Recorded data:
--

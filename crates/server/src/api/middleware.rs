//! Metrics middleware and the upstream identity extractor.

use axum::{
    body::Body,
    extract::FromRequestParts,
    http::{request::Parts, Request},
    middleware::Next,
    response::Response,
};
use std::future::Future;
use std::time::Instant;

use crate::metrics::{
    normalize_path, HTTP_REQUESTS_IN_FLIGHT, HTTP_REQUESTS_TOTAL, HTTP_REQUEST_DURATION,
};

/// Header an upstream gateway uses to pass the signed-in user's id.
pub const USER_ID_HEADER: &str = "x-user-id";

/// Metrics middleware that tracks HTTP request duration and counts.
///
/// This middleware records:
/// - Request duration (histogram)
/// - Request count (counter)
/// - Requests in flight (gauge)
pub async fn metrics_middleware(request: Request<Body>, next: Next) -> Response {
    let start = Instant::now();
    let method = request.method().to_string();
    let path = normalize_path(request.uri().path());

    HTTP_REQUESTS_IN_FLIGHT.inc();

    let response = next.run(request).await;

    HTTP_REQUESTS_IN_FLIGHT.dec();

    let duration = start.elapsed().as_secs_f64();
    let status = response.status().as_u16().to_string();

    HTTP_REQUEST_DURATION
        .with_label_values(&[&method, &path, &status])
        .observe(duration);
    HTTP_REQUESTS_TOTAL
        .with_label_values(&[&method, &path, &status])
        .inc();

    response
}

/// Extractor for the user id passed by the upstream, if any.
///
/// The id is trusted as given. Missing or non-UTF-8 headers yield `None`.
#[derive(Debug, Clone)]
pub struct UpstreamUser(pub Option<String>);

impl<S> FromRequestParts<S> for UpstreamUser
where
    S: Send + Sync,
{
    type Rejection = std::convert::Infallible;

    fn from_request_parts(
        parts: &mut Parts,
        _state: &S,
    ) -> impl Future<Output = Result<Self, Self::Rejection>> + Send {
        let user_id = parts
            .headers
            .get(USER_ID_HEADER)
            .and_then(|v| v.to_str().ok())
            .map(|v| v.trim().to_string())
            .filter(|v| !v.is_empty());
        std::future::ready(Ok(UpstreamUser(user_id)))
    }
}
//! Chunk planning.
//!
//! Splits a trip's day range into contiguous chunks of bounded size so each
//! generation call stays within the model's latency and token budget.

use std::fmt;

use serde::{Deserialize, Serialize};

use crate::trip::{Outline, TripPreferences};

/// Inclusive, 1-based range of day numbers.
#[derive(Debug, Clone, Copy, Serialize, Deserialize, PartialEq, Eq, Hash, PartialOrd, Ord)]
pub struct DayRange {
    pub start: u32,
    pub end: u32,
}

impl DayRange {
    pub fn new(start: u32, end: u32) -> Self {
        Self { start, end }
    }

    /// A range is valid when it starts at day 1 or later and is not reversed.
    pub fn is_valid(&self) -> bool {
        self.start >= 1 && self.start <= self.end
    }

    pub fn contains(&self, day: u32) -> bool {
        day >= self.start && day <= self.end
    }

    pub fn len(&self) -> u32 {
        if self.end < self.start {
            0
        } else {
            self.end - self.start + 1
        }
    }

    pub fn is_empty(&self) -> bool {
        self.len() == 0
    }

    pub fn days(&self) -> impl Iterator<Item = u32> {
        self.start..=self.end
    }

    pub fn overlaps(&self, other: &DayRange) -> bool {
        self.start <= other.end && other.start <= self.end
    }
}

impl fmt::Display for DayRange {
    fn fmt(&self, f: &mut fmt::Formatter<'_>) -> fmt::Result {
        write!(f, "{}-{}", self.start, self.end)
    }
}

/// Partition `1..=total_days` into chunks of at most `max_chunk_days` days.
///
/// Returns an empty list for `total_days == 0`; an undecided duration is
/// resolved against the outline before planning. A `max_chunk_days` of 0 is
/// treated as 1.
pub fn plan_chunks(total_days: u32, max_chunk_days: u32) -> Vec<DayRange> {
    let size = max_chunk_days.max(1);
    let mut chunks = Vec::new();
    let mut start = 1;

    while start <= total_days {
        let end = start.saturating_add(size - 1).min(total_days);
        chunks.push(DayRange::new(start, end));
        match end.checked_add(1) {
            Some(next) => start = next,
            None => break,
        }
    }

    chunks
}

/// Longest trip a run will plan unless configured otherwise.
pub const DEFAULT_MAX_TRIP_DAYS: u32 = 30;

/// Chunk planner with a fixed maximum chunk length and trip length.
#[derive(Debug, Clone, Copy, PartialEq, Eq)]
pub struct ChunkPlanner {
    max_chunk_days: u32,
    max_trip_days: u32,
}

impl ChunkPlanner {
    pub fn new(max_chunk_days: u32) -> Self {
        Self {
            max_chunk_days: max_chunk_days.max(1),
            max_trip_days: DEFAULT_MAX_TRIP_DAYS,
        }
    }

    pub fn with_max_trip_days(mut self, max_trip_days: u32) -> Self {
        self.max_trip_days = max_trip_days.max(1);
        self
    }

    pub fn max_chunk_days(&self) -> u32 {
        self.max_chunk_days
    }

    pub fn max_trip_days(&self) -> u32 {
        self.max_trip_days
    }

    /// Whether a trip of `total_days` is short enough to plan.
    pub fn admits(&self, total_days: u32) -> bool {
        total_days <= self.max_trip_days
    }

    pub fn plan(&self, total_days: u32) -> Vec<DayRange> {
        plan_chunks(total_days, self.max_chunk_days)
    }
}

/// Decide how many days a run covers.
///
/// The traveler's duration wins when decided; otherwise the outline's length
/// stands in for it.
pub fn resolve_total_days(preferences: &TripPreferences, outline: &Outline) -> u32 {
    match preferences.duration.days() {
        0 => outline.days.len() as u32,
        days => days,
    }
}
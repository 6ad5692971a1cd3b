use std::io::Write;
use std::net::TcpListener;
use std::path::Path;
use std::time::Duration;

use reqwest::Client;
use tempfile::{NamedTempFile, TempDir};
use tokio::time::{sleep, timeout};

/// Find an available port
fn get_available_port() -> u16 {
    TcpListener::bind("127.0.0.1:0")
        .unwrap()
        .local_addr()
        .unwrap()
        .port()
}

/// Create a minimal valid config with storage under `dir`
fn minimal_config(port: u16, dir: &Path) -> String {
    format!(
        r#"
[server]
host = "127.0.0.1"
port = {port}

[database]
path = "{db}"

[storage]
local_dir = "{plans}"

[llm]
provider = "ollama"
model = "llama3"
api_key = "not-a-real-key"
"#,
        port = port,
        db = dir.join("waypoint.db").display(),
        plans = dir.join("plans").display(),
    )
}

fn write_config(content: &str) -> NamedTempFile {
    let mut temp_file = NamedTempFile::new().unwrap();
    temp_file.write_all(content.as_bytes()).unwrap();
    temp_file.flush().unwrap();
    temp_file
}

/// Spawn the server and return a handle
async fn spawn_server(config_path: &Path) -> tokio::process::Child {
    tokio::process::Command::new(env!("CARGO_BIN_EXE_waypoint"))
        .env("WAYPOINT_CONFIG", config_path)
        .env("RUST_LOG", "error")
        .kill_on_drop(true)
        .spawn()
        .expect("Failed to spawn server")
}

/// Wait for server to be ready
async fn wait_for_server(port: u16, max_attempts: u32) -> bool {
    let client = Client::new();
    for _ in 0..max_attempts {
        if client
            .get(format!("http://127.0.0.1:{}/api/v1/health", port))
            .send()
            .await
            .is_ok()
        {
            return true;
        }
        sleep(Duration::from_millis(50)).await;
    }
    false
}

async fn run_to_exit(config_path: &Path) -> std::process::Output {
    timeout(
        Duration::from_secs(5),
        tokio::process::Command::new(env!("CARGO_BIN_EXE_waypoint"))
            .env("WAYPOINT_CONFIG", config_path)
            .env("RUST_LOG", "error")
            .output(),
    )
    .await
    .expect("Command timed out")
    .expect("Failed to execute command")
}

#[tokio::test]
async fn test_health_endpoint() {
    let dir = TempDir::new().unwrap();
    let port = get_available_port();
    let config = write_config(&minimal_config(port, dir.path()));

    let mut server = spawn_server(config.path()).await;
    assert!(
        wait_for_server(port, 40).await,
        "Server did not start in time"
    );

    let response = Client::new()
        .get(format!("http://127.0.0.1:{}/api/v1/health", port))
        .send()
        .await
        .expect("Failed to send request");
    assert!(response.status().is_success());

    let json: serde_json::Value = response.json().await.expect("Failed to parse JSON");
    assert_eq!(json["status"], "ok");

    server.kill().await.ok();
}

#[tokio::test]
async fn test_config_endpoint_hides_api_key() {
    let dir = TempDir::new().unwrap();
    let port = get_available_port();
    let config = write_config(&minimal_config(port, dir.path()));

    let mut server = spawn_server(config.path()).await;
    assert!(
        wait_for_server(port, 40).await,
        "Server did not start in time"
    );

    let response = Client::new()
        .get(format!("http://127.0.0.1:{}/api/v1/config", port))
        .send()
        .await
        .expect("Failed to send request");
    assert!(response.status().is_success());

    let text = response.text().await.unwrap();
    assert!(!text.contains("not-a-real-key"));

    let json: serde_json::Value = serde_json::from_str(&text).unwrap();
    assert_eq!(json["server"]["port"], port);
    assert_eq!(json["llm"]["provider"], "ollama");
    assert_eq!(json["llm"]["api_key_configured"], true);

    server.kill().await.ok();
}

#[tokio::test]
async fn test_missing_config_file_exits_with_error() {
    let result = run_to_exit(Path::new("/nonexistent/config.toml")).await;
    assert!(!result.status.success());
}

#[tokio::test]
async fn test_missing_llm_section_exits_with_error() {
    let dir = TempDir::new().unwrap();
    let config = write_config(&format!(
        r#"
[server]
port = {}

[database]
path = "{}"
"#,
        get_available_port(),
        dir.path().join("waypoint.db").display()
    ));

    let result = run_to_exit(config.path()).await;
    assert!(!result.status.success());
}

--

ABOUT THIS EXERCISE - Count the lines in the records above that contain the word "Copy", and reply with that number alone.

WORKED SOLUTION - 2